◆ DATA EXTRACT:
==============================

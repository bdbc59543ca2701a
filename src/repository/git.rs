//! Git support via the `git` CLI.
//!
//! History comes from `git log --name-only --pretty=fuller`; incremental
//! fetches use `since..HEAD` after checking that `since` is still an ancestor
//! of HEAD (a rewritten branch forces a full rebuild). Blame uses the
//! porcelain format.

use std::collections::HashMap;
use std::path::{Path, PathBuf};
use std::sync::{Arc, OnceLock};

use chrono::{TimeZone, Utc};
use tracing::debug;

use super::{RepoBase, Repository, RepositoryInfo, RepositoryKind};
use crate::annotation::Annotation;
use crate::error::HistoryError;
use crate::executor::CommandEnv;
use crate::history::History;
use crate::parser::{EntryAccumulator, LineParser, parse_bytes, parse_date_or_warn};
use crate::tag::TagEntry;

/// `--date=iso-strict` output, e.g. `2018-01-12T10:00:00+01:00`.
pub const DATE_FORMAT: &str = "%Y-%m-%dT%H:%M:%S%:z";

/// Hash git reports for lines that are not committed yet.
const UNCOMMITTED: &str = "0000000000000000000000000000000000000000";

pub fn is_repository_for(dir: &Path, _commands: &CommandEnv) -> bool {
    // `.git` is a file in worktrees and submodules
    dir.join(".git").exists()
}

// ─── Log parser ─────────────────────────────────────────────────────

#[derive(Clone, Copy, Debug, PartialEq, Eq)]
pub enum GitLogState {
    /// `commit`, `Author:`, `AuthorDate:` ... up to the first blank line
    Header,
    /// Indented message lines
    Message,
    /// `--name-only` paths, until the next `commit`
    Files,
}

/// Parser for `git log --name-only --pretty=fuller --date=iso-strict`.
#[derive(Debug, Default)]
pub struct GitLogParser;

impl LineParser for GitLogParser {
    type State = GitLogState;

    fn initial_state(&self) -> GitLogState {
        GitLogState::Header
    }

    fn step(&mut self, state: GitLogState, line: &str, acc: &mut EntryAccumulator) -> GitLogState {
        if let Some(hash) = line.strip_prefix("commit ") {
            // `commit <hash> (tag: v1)` when decorations are on
            let hash = hash.split_whitespace().next().unwrap_or_default();
            acc.begin(hash);
            return GitLogState::Header;
        }
        let Some(entry) = acc.current() else {
            return state;
        };
        match state {
            GitLogState::Header => {
                if line.trim().is_empty() {
                    GitLogState::Message
                } else if let Some(author) = line.strip_prefix("Author:") {
                    entry.author = author.trim().to_string();
                    GitLogState::Header
                } else if let Some(date) = line.strip_prefix("AuthorDate:") {
                    entry.date = parse_date_or_warn(date, &[DATE_FORMAT, "%a %b %e %H:%M:%S %Y %z"], &entry.revision);
                    GitLogState::Header
                } else {
                    // Merge:, Commit:, CommitDate:
                    GitLogState::Header
                }
            }
            GitLogState::Message => {
                if line.starts_with(char::is_whitespace) || line.is_empty() {
                    entry.append_message(line);
                    GitLogState::Message
                } else {
                    entry.add_file(line.trim());
                    GitLogState::Files
                }
            }
            GitLogState::Files => {
                let path = line.trim();
                if !path.is_empty() {
                    entry.add_file(path);
                }
                GitLogState::Files
            }
        }
    }
}

// ─── Blame (porcelain) ──────────────────────────────────────────────

/// Parse `git blame --porcelain` into one annotation line per source line.
///
/// Author headers appear only on the first occurrence of each commit, so
/// they are remembered by hash for later groups.
pub fn parse_blame_porcelain(filename: &str, output: &str) -> Annotation {
    let mut annotation = Annotation::new(filename);
    let mut authors: HashMap<String, String> = HashMap::new();
    let mut lines_iter = output.lines();

    while let Some(line) = lines_iter.next() {
        if line.trim().is_empty() {
            continue;
        }
        // "<hash> <orig_line> <final_line> [<num_lines>]"
        let mut parts = line.split_whitespace();
        let hash = parts.next().unwrap_or_default();
        if hash.len() != 40 || !hash.chars().all(|c| c.is_ascii_hexdigit()) {
            continue;
        }

        let mut author = None;
        for header_line in lines_iter.by_ref() {
            if header_line.starts_with('\t') {
                break;
            }
            if let Some(val) = header_line.strip_prefix("author ") {
                author = Some(val.to_string());
            }
        }

        let author = match author {
            Some(a) => {
                authors.insert(hash.to_string(), a.clone());
                a
            }
            None => authors.get(hash).cloned().unwrap_or_default(),
        };
        annotation.add_line(hash, author, hash != UNCOMMITTED);
    }
    annotation
}

// ─── Tags ───────────────────────────────────────────────────────────

/// Parse `git log --tags --simplify-by-decoration --pretty=%H:%at:%D:`.
pub fn parse_tag_list(output: &str) -> Vec<TagEntry> {
    let mut tags = Vec::new();
    for line in output.lines() {
        let mut fields = line.splitn(3, ':');
        let (Some(_hash), Some(epoch), Some(decorations)) = (fields.next(), fields.next(), fields.next()) else {
            continue;
        };
        let Ok(epoch) = epoch.trim().parse::<i64>() else {
            continue;
        };
        let names: Vec<&str> = decorations
            .trim_end_matches(':')
            .split(", ")
            .filter_map(|d| d.trim().strip_prefix("tag: "))
            .collect();
        if names.is_empty() {
            continue;
        }
        if let Some(date) = Utc.timestamp_opt(epoch, 0).single() {
            tags.push(TagEntry::at_date(date, names.join(", ")));
        }
    }
    tags
}

// ─── Repository ─────────────────────────────────────────────────────

#[derive(Debug)]
pub struct GitRepository {
    base: RepoBase,
    tags: OnceLock<Vec<TagEntry>>,
}

impl GitRepository {
    pub fn new(directory: PathBuf, commands: Arc<CommandEnv>) -> Self {
        GitRepository {
            base: RepoBase::new(directory, RepositoryKind::Git, commands),
            tags: OnceLock::new(),
        }
    }

    fn log(&self, file: &Path, range: Option<String>) -> Result<History, HistoryError> {
        let rel = self.base.relative_or_dot(file)?;
        let mut cmd = self
            .base
            .cmd()
            .args(["log", "--name-only", "--pretty=fuller", "--date=iso-strict", "--no-color"]);
        if let Some(range) = range {
            cmd = cmd.arg(range);
        }
        let output = cmd.args(["--", rel.as_str()]).run_checked()?;
        parse_bytes(&mut GitLogParser, &output)
    }

    /// Whether `old` is an ancestor of HEAD.
    pub fn is_ancestor(&self, old: &str) -> bool {
        self.base
            .cmd()
            .args(["merge-base", "--is-ancestor", old, "HEAD"])
            .succeeds()
    }
}

impl Repository for GitRepository {
    fn info(&self) -> &RepositoryInfo {
        &self.base.info
    }

    fn commands(&self) -> &CommandEnv {
        &self.base.commands
    }

    fn has_history_for_directories(&self) -> bool {
        true
    }

    fn history(&self, file: &Path) -> Result<History, HistoryError> {
        self.log(file, None)
    }

    fn history_since(&self, file: &Path, since: Option<&str>) -> Result<History, HistoryError> {
        let Some(since) = since else {
            return self.history(file);
        };
        if !self.is_ancestor(since) {
            return Err(HistoryError::IncrementalBoundary {
                expected: since.to_string(),
                found: None,
            });
        }
        self.log(file, Some(format!("{}..HEAD", since)))
    }

    fn content_at(&self, parent: &Path, basename: &str, revision: &str) -> Result<Vec<u8>, HistoryError> {
        let rel = self.base.relative(&parent.join(basename))?;
        self.base
            .cmd()
            .arg("show")
            .arg(format!("{}:{}", revision, rel))
            .run_checked()
    }

    fn annotate(&self, file: &Path, revision: Option<&str>) -> Result<Annotation, HistoryError> {
        let rel = self.base.relative(file)?;
        let mut cmd = self.base.cmd().args(["blame", "--porcelain"]);
        if let Some(rev) = revision {
            cmd = cmd.arg(rev);
        }
        let output = cmd.args(["--", rel.as_str()]).run_checked()?;
        Ok(parse_blame_porcelain(&rel, &String::from_utf8_lossy(&output)))
    }

    fn update(&self) -> Result<(), HistoryError> {
        let config = self.base.cmd().args(["config", "--list"]).run_checked()?;
        let has_remote = String::from_utf8_lossy(&config)
            .lines()
            .any(|l| l.starts_with("remote.origin.url="));
        if !has_remote {
            debug!(repo = %self.base.dir().display(), "No remote.origin.url, nothing to pull");
            return Ok(());
        }
        self.base.cmd().args(["pull", "-n", "-q"]).run_checked()?;
        Ok(())
    }

    fn tags(&self) -> Result<Vec<TagEntry>, HistoryError> {
        if let Some(tags) = self.tags.get() {
            return Ok(tags.clone());
        }
        let output = self
            .base
            .cmd()
            .args(["log", "--tags", "--simplify-by-decoration", "--pretty=%H:%at:%D:"])
            .run_checked()?;
        let tags = parse_tag_list(&String::from_utf8_lossy(&output));
        Ok(self.tags.get_or_init(|| tags).clone())
    }
}

// ─── Tests ──────────────────────────────────────────────────────────

#[cfg(test)]
#[path = "git_tests.rs"]
mod tests;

==============================

◆ TASK REQUIREMENTS: Wherever the word "GitRepository" appears in the data, return the whole line.

◆ OUTPUT FOR THIS EXERCISE:
pub struct GitRepository {
impl GitRepository {
        GitRepository {
impl Repository for GitRepository {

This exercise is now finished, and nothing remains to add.